Fiat justitia ruat coelum is a legal maxim. At first, it would suggest to many, that justice no matter what the circumstances, and consequences may be, will be done; but then, how is justice defined? Well yes, if justice means fairness and equity; but what if justice means only an official ruling and command? Then what is decreed, whether it is truly ‘just’ or grandly unjust, must be done.

Seneca writes* of the governor Gnaeus Piso and his justice. A soldier returns without his companion. Piso sentences him to death, as the sentence is about to be executed, the soldier in charge sees the presumed dead companion. This man returns to Piso and tells the tale. Piso has all three executed. Piso was not to be contradicted.

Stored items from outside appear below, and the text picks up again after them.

/*
This code is part of the flowshed hydrological analysis library.
Created: 25/04/2025
Last Modified: 18/07/2025
License: MIT
*/
use crate::hydro::watersheds::map_cells_to_watersheds;
use crate::structures::Grid;
use std::collections::BTreeSet;

/// The edge carrying outward flow from a watershed: `from` belongs to the
/// watershed, `to` is a grid neighbour of `from` outside it, either in
/// another watershed or on the domain boundary.
#[derive(Clone, Copy, Debug, PartialEq, Eq)]
pub struct SpillPair {
    pub from: usize,
    pub to: usize,
}

/// Ordered cell pairs `(u, v)` with `u` inside the watershed and `v` a grid
/// neighbour outside it. Cells are scanned ascending, neighbours in canonical
/// order; that scan order is the tie-break for everything downstream.
fn boundary_pairs(
    cells: &[usize],
    watershed: isize,
    cell_to_watershed: &[isize],
    grid: &Grid,
) -> Vec<(usize, usize)> {
    let mut pairs: Vec<(usize, usize)> = vec![];
    for &u in cells {
        for v in grid.neighbors(u) {
            if cell_to_watershed[v] != watershed {
                pairs.push((u, v));
            }
        }
    }
    pairs
}

/// Picks the spill pair: among boundary pairs whose two heights both lie at
/// or below the lowest max-height of any pair, the one with the steepest
/// descent `(h[u] - h[v]) / distance`. First-seen wins on an exact tie.
fn steepest_spill_pair(
    pairs: &[(usize, usize)],
    heights: &[f64],
    grid: &Grid,
) -> (usize, usize) {
    let mut min_of_max = f64::INFINITY;
    for &(u, v) in pairs {
        let rim = heights[u].max(heights[v]);
        if rim < min_of_max {
            min_of_max = rim;
        }
    }

    let mut steepest: Option<(usize, usize)> = None;
    let mut max_slope = f64::NEG_INFINITY;
    for &(u, v) in pairs {
        if heights[u] <= min_of_max && heights[v] <= min_of_max {
            let slope = (heights[u] - heights[v]) / grid.pair_distance(u, v);
            if slope > max_slope {
                max_slope = slope;
                steepest = Some((u, v));
            }
        }
    }
    // a watershed always touches something outside itself, so at least the
    // pair that set min_of_max qualifies
    steepest.expect("watershed has no boundary pairs")
}

/// Simple directed cycles of a functional graph (out-degree at most one).
/// Each node belongs to at most one cycle; cycles are reported in order of
/// discovery from ascending start nodes.
fn functional_cycles(out_edges: &[isize]) -> Vec<Vec<usize>> {
    const WHITE: u8 = 0;
    const ON_PATH: u8 = 1;
    const DONE: u8 = 2;
    let mut state = vec![WHITE; out_edges.len()];
    let mut cycles: Vec<Vec<usize>> = vec![];
    for start in 0..out_edges.len() {
        if state[start] != WHITE {
            continue;
        }
        let mut path: Vec<usize> = vec![];
        let mut current = start as isize;
        while current >= 0 && state[current as usize] == WHITE {
            state[current as usize] = ON_PATH;
            path.push(current as usize);
            current = out_edges[current as usize];
        }
        if current >= 0 && state[current as usize] == ON_PATH {
            let entry = path
                .iter()
                .position(|&w| w == current as usize)
                .expect("cycle entry must be on the current path");
            cycles.push(path[entry..].to_vec());
        }
        for &w in &path {
            state[w] = DONE;
        }
    }
    cycles
}

/// Runs the spill fixed point: compute one steepest spill pair per watershed,
/// merge every pair of mutually spilling watersheds, and once no 2-cycles
/// remain collapse any longer directed cycle, repeating until the spill graph
/// is cycle-free. Spill pairs of untouched watersheds are carried across
/// rounds so only newly formed watersheds get their boundary rescanned.
///
/// Returns the final watershed list and, aligned with it, exactly one spill
/// pair per watershed pointing into another watershed or onto the domain
/// boundary.
pub fn resolve_spill_pairs(
    watersheds: Vec<Vec<usize>>,
    heights: &[f64],
    grid: &Grid,
) -> (Vec<Vec<usize>>, Vec<SpillPair>) {
    let n = grid.num_cells();
    let mut watersheds = watersheds;
    // cell-level spill pairs that survived every merge so far
    let mut stable_pairs: BTreeSet<(usize, usize)> = BTreeSet::new();

    let mut round = 0;
    loop {
        round += 1;
        let cell_to_watershed = map_cells_to_watersheds(&watersheds, n);

        // assign carried pairs to their watersheds; rescan the rest
        let mut pair_of: Vec<Option<(usize, usize)>> = vec![None; watersheds.len()];
        for &(u, v) in &stable_pairs {
            let w = cell_to_watershed[u];
            debug_assert!(w >= 0, "carried spill pair must start inside a watershed");
            pair_of[w as usize] = Some((u, v));
        }
        let mut num_rescanned = 0;
        for w in 0..watersheds.len() {
            if pair_of[w].is_none() {
                let pairs = boundary_pairs(&watersheds[w], w as isize, &cell_to_watershed, grid);
                let spill = steepest_spill_pair(&pairs, heights, grid);
                stable_pairs.insert(spill);
                pair_of[w] = Some(spill);
                num_rescanned += 1;
            }
        }
        log::debug!(
            "spill round {}: {} watersheds, {} rescanned",
            round,
            watersheds.len(),
            num_rescanned
        );

        // watershed-level spill edges; -1 marks a spill onto the boundary
        let out_edges: Vec<isize> = pair_of
            .iter()
            .map(|p| {
                let (_, v) = p.expect("every watershed has a spill pair");
                cell_to_watershed[v]
            })
            .collect();

        // mutually spilling watersheds merge pairwise; each watershed has one
        // outgoing spill, so the pairs cannot overlap
        let mut merge_groups: Vec<Vec<usize>> = vec![];
        for a in 0..out_edges.len() {
            let b = out_edges[a];
            if b >= 0 && a < b as usize && out_edges[b as usize] == a as isize {
                merge_groups.push(vec![a, b as usize]);
            }
        }
        if merge_groups.is_empty() {
            merge_groups = functional_cycles(&out_edges);
            if !merge_groups.is_empty() {
                log::debug!(
                    "spill round {}: collapsing {} spill cycles",
                    round,
                    merge_groups.len()
                );
            }
        }
        if merge_groups.is_empty() {
            let spill_pairs = pair_of
                .into_iter()
                .map(|p| {
                    let (from, to) = p.expect("every watershed has a spill pair");
                    SpillPair { from, to }
                })
                .collect();
            return (watersheds, spill_pairs);
        }

        // union each group's cells; drop the merged watersheds' spill pairs
        // so the unions are rescanned next round
        let mut merged = vec![false; watersheds.len()];
        for group in &merge_groups {
            for &w in group {
                merged[w] = true;
            }
        }
        for (w, pair) in pair_of.iter().enumerate() {
            if merged[w] {
                stable_pairs.remove(&pair.expect("every watershed has a spill pair"));
            }
        }
        let mut next: Vec<Vec<usize>> = Vec::with_capacity(watersheds.len());
        for (w, cells) in watersheds.iter_mut().enumerate() {
            if !merged[w] {
                next.push(std::mem::take(cells));
            }
        }
        for group in &merge_groups {
            let mut union: Vec<usize> = vec![];
            for &w in group {
                union.extend_from_slice(&watersheds[w]);
            }
            union.sort_unstable();
            next.push(union);
        }
        watersheds = next;
    }
}

#[cfg(test)]
mod test {
    use super::{functional_cycles, resolve_spill_pairs, steepest_spill_pair};
    use crate::structures::{Grid, NeighborMode};

    #[test]
    fn steepest_pair_prefers_the_lowest_rim_then_the_steepest_drop() {
        let grid = Grid::new(5, 5, 10.0, NeighborMode::D8).unwrap();
        let mut heights = vec![20.0; 25];
        heights[6] = 10.0; // (1, 1), inside
        heights[7] = 12.0; // (1, 2), low rim crossing
        heights[11] = 15.0; // (2, 1), high rim with a steep drop beyond it
        heights[12] = 1.0;
        let pairs = vec![(6, 7), (11, 12)];
        // min-of-max is max(10, 12) = 12, so the steep (11, 12) drop is
        // above the rim and (6, 7) wins
        assert_eq!(steepest_spill_pair(&pairs, &heights, &grid), (6, 7));
    }

    #[test]
    fn steepest_pair_ties_resolve_to_first_seen() {
        let grid = Grid::new(5, 5, 10.0, NeighborMode::D8).unwrap();
        let mut heights = vec![20.0; 25];
        heights[6] = 10.0;
        heights[7] = 10.0;
        heights[8] = 10.0;
        heights[13] = 10.0;
        let pairs = vec![(6, 7), (8, 13)];
        assert_eq!(steepest_spill_pair(&pairs, &heights, &grid), (6, 7));
    }

    #[test]
    fn finds_disjoint_cycles_in_a_functional_graph() {
        // 0 -> 1 -> 2 -> 0 is a cycle; 3 -> 1 feeds it; 4 -> 5 -> -1 drains
        let out_edges = vec![1, 2, 0, 1, 5, -1];
        assert_eq!(functional_cycles(&out_edges), vec![vec![0, 1, 2]]);
    }

    #[test]
    fn two_cycles_are_both_reported() {
        let out_edges = vec![1, 0, 3, 2, -1];
        assert_eq!(functional_cycles(&out_edges), vec![vec![0, 1], vec![2, 3]]);
    }

    #[test]
    fn chain_without_cycles_reports_nothing() {
        let out_edges = vec![1, 2, 3, -1];
        assert!(functional_cycles(&out_edges).is_empty());
    }

    #[test]
    fn mutually_spilling_watersheds_merge() {
        // Two one-cell-deep basins either side of a low saddle; each basin's
        // cheapest exit is across the saddle into the other.
        let grid = Grid::new(7, 5, 10.0, NeighborMode::D8).unwrap();
        let mut heights = vec![20.0; 35];
        for r in 1..4 {
            for c in 1..6 {
                heights[grid.index(r, c)] = 15.0;
            }
        }
        heights[grid.index(2, 2)] = 5.0;
        heights[grid.index(2, 4)] = 5.0;
        heights[grid.index(2, 3)] = 8.0;

        let watersheds = vec![
            vec![
                grid.index(1, 1),
                grid.index(1, 2),
                grid.index(2, 1),
                grid.index(2, 2),
                grid.index(3, 1),
                grid.index(3, 2),
            ],
            vec![
                grid.index(1, 3),
                grid.index(1, 4),
                grid.index(1, 5),
                grid.index(2, 3),
                grid.index(2, 4),
                grid.index(2, 5),
                grid.index(3, 3),
                grid.index(3, 4),
                grid.index(3, 5),
            ],
        ];
        let (merged, spills) = resolve_spill_pairs(watersheds, &heights, &grid);
        assert_eq!(merged.len(), 1);
        assert_eq!(merged[0].len(), 15);
        assert_eq!(spills.len(), 1);
        // the merged watershed spills outward onto the boundary ring
        assert!(grid.is_boundary(spills[0].to));
    }
}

Now, we do not live in pagan imperial Rome. Supreme Court Justice Antonin Scalia wrote an opinion in January 1993, in which, he, with Clarence
Thomas concurring, state innocence is not a reason to deny the execution of a man, Leonel Torres Herrera. The, supposed, pro-life, justice’s words:
... reluctance of the present Court to admit publicly that Our Perfect Constitution lets stand any injustice ... embarrassing question ...
Herrera was executed the twelfth of May 1993, in Texas. In the year 2000, the governor of Illinois, George Ryan made the statement:
We have now freed more people than we have put to death under our system.
He said this after a 13th person, whom was to be executed, was shown to be innocent of the crime he was sentenced to. Since Illinois had revived the death penalty, 13 years previous, 12 had been executed. There had been students of journalism, in the class of a Northwestern professor, that had investigated death penalty cases. This academic exercise had shown the governor of the faulty course of justice in his state. Now as one who has read, and considered, the dangerously, subversive, collection of documents, that the church calls, the New Testament. I have to conclude: that Jesus is against such killing, as He is with all killing. Divine Mercy, and obeying the precepts of God, forbid killing; and that includes judicial killing.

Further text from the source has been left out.